Model

class skassist.library.Model(model_path)

Manages the root folder of a model.

The model class handles the model file as well as the predictions and results that are stored in seperate files. The evaluate() function runs the model for each cross-valudation split and makes and saves the predictions.

The calc_results() can then be used to calculate a evaluation metric based on the predictions. The evaluation metric is defined by a function that is passed into calc_results().

Attributes:

meta (dict): A dictionary holding meta information about the model.

path (str): Path to the root directory.

classmethod New(estimator, name, experiment, target, features, experiment_path, modelParams={})

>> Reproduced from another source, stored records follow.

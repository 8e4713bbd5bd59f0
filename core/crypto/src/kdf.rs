//! Session key derivation using Argon2id.
//!
//! The cache key is derived from the per-session secret handed over by the
//! authentication layer. Derivation is deterministic for a given secret so a
//! session can reopen the blobs it wrote earlier.

use argon2::{Algorithm, Argon2, Params, Version};
use serde::{Deserialize, Serialize};

use crate::keys::{CacheKey, KEY_LENGTH};
use salecache_common::{Error, Result};

/// Application salt for session key derivation.
///
/// The session secret is already high-entropy and unique per session, so a
/// fixed domain-separation salt is sufficient here.
pub const SESSION_KEY_SALT: &[u8] = b"salecache/session-key/v1";

/// Parameters for Argon2id key derivation.
#[derive(Debug, Clone, PartialEq, Eq, Serialize, Deserialize)]
pub struct KdfParams {
    /// Memory cost in KiB (e.g., 65536 = 64 MiB).
    pub memory_cost: u32,
    /// Number of iterations.
    pub time_cost: u32,
    /// Degree of parallelism.
    pub parallelism: u32,
}

impl KdfParams {
    /// Create parameters suitable for interactive use.
    pub fn interactive() -> Self {
        Self {
            memory_cost: 65536, // 64 MiB
            time_cost: 3,
            parallelism: 4,
        }
    }

    /// Create moderate parameters for constrained devices.
    pub fn moderate() -> Self {
        Self {
            memory_cost: 32768, // 32 MiB
            time_cost: 3,
            parallelism: 2,
        }
    }

    /// Minimal parameters. Only meant for tests.
    pub fn insecure_fast() -> Self {
        Self {
            memory_cost: 64,
            time_cost: 1,
            parallelism: 1,
        }
    }
}

impl Default for KdfParams {
    fn default() -> Self {
        Self::moderate()
    }
}

/// Derive the session cache key from a session secret.
///
/// # Preconditions
/// - `secret` must not be empty
///
/// # Postconditions
/// - Returns a CacheKey that is deterministic for the same secret and params
///
/// # Errors
/// - Returns error if the secret is empty
/// - Returns error if Argon2id parameters are invalid
///
/// # Security
/// - The secret is not stored or logged
pub fn derive_session_key(secret: &[u8], params: &KdfParams) -> Result<CacheKey> {
    if secret.is_empty() {
        return Err(Error::InvalidInput(
            "Session secret cannot be empty".to_string(),
        ));
    }

    let argon2_params = Params::new(
        params.memory_cost,
        params.time_cost,
        params.parallelism,
        Some(KEY_LENGTH),
    )
    .map_err(|e| Error::Crypto(format!("Invalid KDF parameters: {}", e)))?;

    let argon2 = Argon2::new(Algorithm::Argon2id, Version::V0x13, argon2_params);

    let mut key_bytes = [0u8; KEY_LENGTH];
    argon2
        .hash_password_into(secret, SESSION_KEY_SALT, &mut key_bytes)
        .map_err(|e| Error::Crypto(format!("Key derivation failed: {}", e)))?;

    Ok(CacheKey::from_bytes(key_bytes))
}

Factory method for creating a new Model instance. The model is created in its sub-folder inside the experiment_path folder.

Args:
estimator (str):
A name for the experiment. Will be used together with the timestamp for storing the experiment.
name (str):
A name for the experiment. Will be used together with the timestamp for storing the experiment.
experiment (str):
Name of the experiment. Useful if the model folder is lost & found.
target (str):
Name of the target variable. Must be a columns in the dataset.
features (list):
A list of column names that are to be used as features during training.
experiment_path (str):
Path to the library in which the experiment is created.
modelParams (dict, optional):
A dictionary with tunable model parameters.
calc_result(scoring_function, name, df, skf, verbose=1, te_split_idx=1)

Update or create the results series name using the provided scoring_function().

Note

The cross-validation indices in skf must index into the DataFrame df.

Args:
scoring_function (function()):
A python function that calculates results given a model, its predictions and the true labels. See scoring_function().
skf (numpy.ndarray):
An array containing arrays of splits. E.g. an array with 10 arrays, each containing 3 splits for a 10-fold cross-validation with training, test and validation set.
df (pandas.DataFrame):
The DataFrame on which to evaluate the model. Must contain all feature, “extra” feature and target columns that the model requires.
skf (numpy.ndarray):
An array containing arrays of splits. E.g. an array with 10 arrays, each containing 3 splits for a 10-fold cross-validation with training, test and validation set.

verbose (int): Level of print output. 0 is no output.

te_split_idx (int): Index of split that the model is evaluated on.

evaluate(df, skf, split_list=None, verbose=1, te_split_idx=1)

Cross-evaluates the model on the test datasets given by te_split_idx. te_split_idx indexes the split number to use for testing. All splits bellow the test index are used for training.

Note

The cross-validation indices in skf must index into the DataFrame df.

Args:
df (pandas.DataFrame):
The DataFrame on which to evaluate the model. Must contain all feature, “extra” feature and target columns that the model requires.
skf (numpy.ndarray):
An array containing arrays of splits. E.g. an array with 10 arrays, each containing 3 splits for a 10-fold cross-validation with training, test and validation set.
split_list (list):
A list of split indices to use for evaluation. This is usefull when computation time is a limiting factor and a reduced evaluation for model selection is sufficient.

verbose (int): Level of print output. 0 is no output.

te_split_idx (int):
Index of split that the model is evaluated on.
fit(df)

Fits the model on the whole dataset and save it.

Args:
df (pandas.DataFrame):
The DataFrame on which to train the model. Must contain all feature, “extra” feature and target columns that the model requires.
reset_predictions()

Resets all predictions for all test/validation splits.

reset_results(name, verbose=1, te_split_idx=1)

Reset results with given name.

Args:

name (str): Name of the result that should be deleted.

verbose (int, optional): Level of output. 0 is no output.

te_split_idx (int, optional):
Index of evaluation split that should be resetted.